So that was Saturday.

On Sunday, my friend Jae-in invited us to his father's 60th birthday party. In Korea, the 60th is the biggest birthday and they go all-out, so it was at a banquet hall and had a bigger variety of Korean food at that one meal than I've seen, probably in any given month in this country. It was really cool.

So it was a really good weekend, all in all.

This weekend (it's Saturday today) we're going to Songnisan with a bunch of foreigners to go camping, and then on Sunday we're going up to Seoul. Our band entered a contest where we recorded one of our originals, sent in the CD and then waited. The second round, which we got to, is where we go to Seoul and perform that one song live for a panel of judges. The championship round is a couple weeks from now. The final winning band gets 2,000,000 won and a championship belt! No kidding.

Should be good times.
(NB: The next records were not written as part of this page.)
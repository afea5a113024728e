// SPDX-License-Identifier: MIT
// © 2025–2026 Christopher Liu

//! RP2040 entry point.
//!
//! Brings up clocks, the debug UART, both H-bridge channels and the potentiometers, arms the
//! button edge interrupts, then runs the polling loop forever. Any startup failure halts before
//! the loop starts.
//!
//! Host builds get an empty `main` so `cargo test` can build the workspace.

#![cfg_attr(target_os = "none", no_std)]
#![cfg_attr(target_os = "none", no_main)]

#[cfg(not(target_os = "none"))]
fn main() {}

#[cfg(target_os = "none")]
mod firmware {
    use core::cell::RefCell;

    use critical_section::Mutex;
    use embedded_hal::delay::DelayNs;
    use panic_halt as _;

    use rp2040_hal::{
        self as hal,
        adc::AdcPin,
        clocks::init_clocks_and_plls,
        fugit::RateExtU32,
        gpio::{Interrupt, Pins},
        pac::{self, interrupt},
        pwm::Slices,
        uart::{DataBits, StopBits, UartConfig, UartPeripheral},
        Adc, Clock, Sio, Timer, Watchdog,
    };

    use twinmotor::config::{PICO, UART_BAUD, XTAL_FREQ_HZ};
    use twinmotor::control::{DriveLoop, DualMotorController};
    use twinmotor::drivers::{Standby, Tb6612Channel};
    use twinmotor::hw::pins::ButtonPin;
    use twinmotor::hw::{BoardPins, Led, Potentiometers, UartLogger, Usart};
    use twinmotor::input::{ButtonInputController, Debouncer, EdgeOutcome, InputId};
    use twinmotor::motors::MotorDirectionState;

    /// Second stage bootloader for the Pico's W25Q080 flash.
    #[link_section = ".boot2"]
    #[used]
    pub static BOOT2_FIRMWARE: [u8; 256] = rp2040_boot2::BOOT_LOADER_W25Q080;

    static BUTTONS: ButtonInputController<2> =
        ButtonInputController::new(PICO.buttons(), Debouncer::new(PICO.debounce_ms));

    /// What the GPIO interrupt needs besides the flags.
    struct IrqContext {
        buttons: [(InputId, ButtonPin); 2],
        timer: Timer,
    }

    static IRQ_CONTEXT: Mutex<RefCell<Option<IrqContext>>> = Mutex::new(RefCell::new(None));

    fn halt() -> ! {
        loop {
            cortex_m::asm::wfi();
        }
    }

    #[hal::entry]
    fn main() -> ! {
        let Some(mut pac) = pac::Peripherals::take() else {
            halt()
        };

        // Clocks
        let mut watchdog = Watchdog::new(pac.WATCHDOG);
        let Ok(clocks) = init_clocks_and_plls(
            XTAL_FREQ_HZ,
            pac.XOSC,
            pac.CLOCKS,
            pac.PLL_SYS,
            pac.PLL_USB,
            &mut pac.RESETS,
            &mut watchdog,
        ) else {
            halt()
        };

        // GPIO
        let sio = Sio::new(pac.SIO);
        let pins = BoardPins::new(Pins::new(
            pac.IO_BANK0,
            pac.PADS_BANK0,
            sio.gpio_bank0,
            &mut pac.RESETS,
        ));

        // UART0 (DBG)
        let uart_cfg = UartConfig::new(UART_BAUD.Hz(), DataBits::Eight, None, StopBits::One);
        let uart_pins = (pins.uart0.tx, pins.uart0.rx);
        let Ok(uart) = UartPeripheral::new(pac.UART0, uart_pins, &mut pac.RESETS)
            .enable(uart_cfg, clocks.peripheral_clock.freq())
        else {
            halt()
        };
        // SAFETY: single call, GPIO interrupt still masked.
        unsafe { UartLogger::install(Usart::new(uart), PICO.log_level) };

        if let Err(e) = PICO.validate() {
            log::error!("bad configuration: {}", e);
            halt();
        }

        let sys_hz = clocks.system_clock.freq().to_Hz();
        let top = match PICO.pwm_top(sys_hz) {
            Ok(top) => top,
            Err(e) => {
                log::error!("{}", e);
                halt()
            }
        };

        let mut timer = Timer::new(pac.TIMER, &mut pac.RESETS, &clocks);

        // PWM: slice 2 for PWMA, slice 4 for PWMB
        let mut slices = Slices::new(pac.PWM, &mut pac.RESETS);
        slices.pwm2.set_top(top);
        slices.pwm2.enable();
        slices.pwm4.set_top(top);
        slices.pwm4.enable();
        let mut front_pwm = slices.pwm2.channel_a;
        front_pwm.output_to(pins.front.pwm);
        let mut back_pwm = slices.pwm4.channel_a;
        back_pwm.output_to(pins.back.pwm);

        // Motors
        let front = MotorDirectionState::new(
            PICO.front.control(),
            Tb6612Channel::new(pins.front.in1, pins.front.in2, front_pwm),
        );
        let back = MotorDirectionState::new(
            PICO.back.control(),
            Tb6612Channel::new(pins.back.in1, pins.back.in2, back_pwm),
        );
        let (front, back) = match (front, back) {
            (Ok(front), Ok(back)) => (front, back),
            (Err(e), _) | (_, Err(e)) => {
                log::error!("motor setup: {}", e);
                halt()
            }
        };
        let mut motors =
            DualMotorController::new(Standby::new(pins.standby), Some(front), Some(back));

        // Potentiometers
        let adc = Adc::new(pac.ADC, &mut pac.RESETS);
        let (Ok(front_pot), Ok(back_pot)) =
            (AdcPin::new(pins.pots.front), AdcPin::new(pins.pots.back))
        else {
            log::error!("potentiometer pins are not ADC inputs");
            halt()
        };
        let mut pots = Potentiometers::new(adc, front_pot, back_pot);

        // Buttons
        let front_button = pins.buttons.front;
        let back_button = pins.buttons.back;
        for pin in [&front_button, &back_button] {
            pin.set_interrupt_enabled(Interrupt::EdgeHigh, true);
            pin.set_interrupt_enabled(Interrupt::EdgeLow, true);
        }
        critical_section::with(|cs| {
            IRQ_CONTEXT.borrow_ref_mut(cs).replace(IrqContext {
                buttons: [
                    (InputId::new(PICO.front_button), front_button),
                    (InputId::new(PICO.back_button), back_button),
                ],
                timer,
            });
        });
        // SAFETY: the handler only touches IRQ_CONTEXT and BUTTONS, both initialized.
        unsafe { pac::NVIC::unmask(pac::Interrupt::IO_IRQ_BANK0) };

        let mut led = Led::active_high(pins.led);
        led.on();
        log::info!(
            "twinmotor up: sys {} Hz, PWM top {}, debounce {} ms",
            sys_hz,
            top,
            BUTTONS.debouncer().window_ms()
        );

        let mut drive = DriveLoop::new(PICO.speed_deadband);
        loop {
            let (front, back) = pots.read();
            drive.step(&BUTTONS, &mut motors, front, back);
            timer.delay_ms(PICO.loop_period_ms);
        }
    }

    #[interrupt]
    fn IO_IRQ_BANK0() {
        // Debouncing blocks for tens of milliseconds, so hold the lock only to move the context.
        let Some(mut ctx) = critical_section::with(|cs| IRQ_CONTEXT.borrow_ref_mut(cs).take())
        else {
            return;
        };

        let timer = &mut ctx.timer;
        for (input, pin) in ctx.buttons.iter_mut() {
            if pin.interrupt_status(Interrupt::EdgeHigh) {
                pin.clear_interrupt(Interrupt::EdgeHigh);
                let outcome = BUTTONS.on_rising_edge(*input, pin, timer);
                if let EdgeOutcome::Pressed(id) = outcome {
                    log::debug!("press on {} for motor {}", input, id);
                }
            }
            if pin.interrupt_status(Interrupt::EdgeLow) {
                pin.clear_interrupt(Interrupt::EdgeLow);
                BUTTONS.on_falling_edge(*input, pin, timer);
            }
        }

        critical_section::with(|cs| {
            IRQ_CONTEXT.borrow_ref_mut(cs).replace(ctx);
        });
    }
}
I'll keep y'all posted.

Buh-bye!!

Monday, May 08, 2006

Big in Japan

So here it is, folks. The long-awaited, much anticipated, extraordinarily over-hyped account of our magically mysterious tour of Fukuoka, Japan.

For those of you who aren't familiar with the specific location of Fukuoka in relation to the rest of Japan, the internet is full of useful maps on the subject. Enjoy them!

Anyway, enough of this, I hear you all saying, get on with it!

And on we get.

Our adventure begins at 8:25pm (local time, obviously) on the evening of Wednesday, May 3. We finished our last classes of the evening, and took our prepacked bags out into the street to catch a taxi to the bus station to catch a bus to Daejon. Daejon is the bigger city about 30-40 minutes from Cheongju. We were at the back of the line, however, so our trip started out with us standing on the intercity bus for the trip. Not so bad though, really. Once in Daejon we took another cab to the train station to take the super speedy KTX (the bullet-train) down to the bustling megatropolis of Busan. That trip was lovely as always, and went by without incident, although we came to realize that the Busan train station is a place with a sketchiness all unto itself in this country, with vagrants an hobos galore. An interesting experience is always to be had, let me tell you.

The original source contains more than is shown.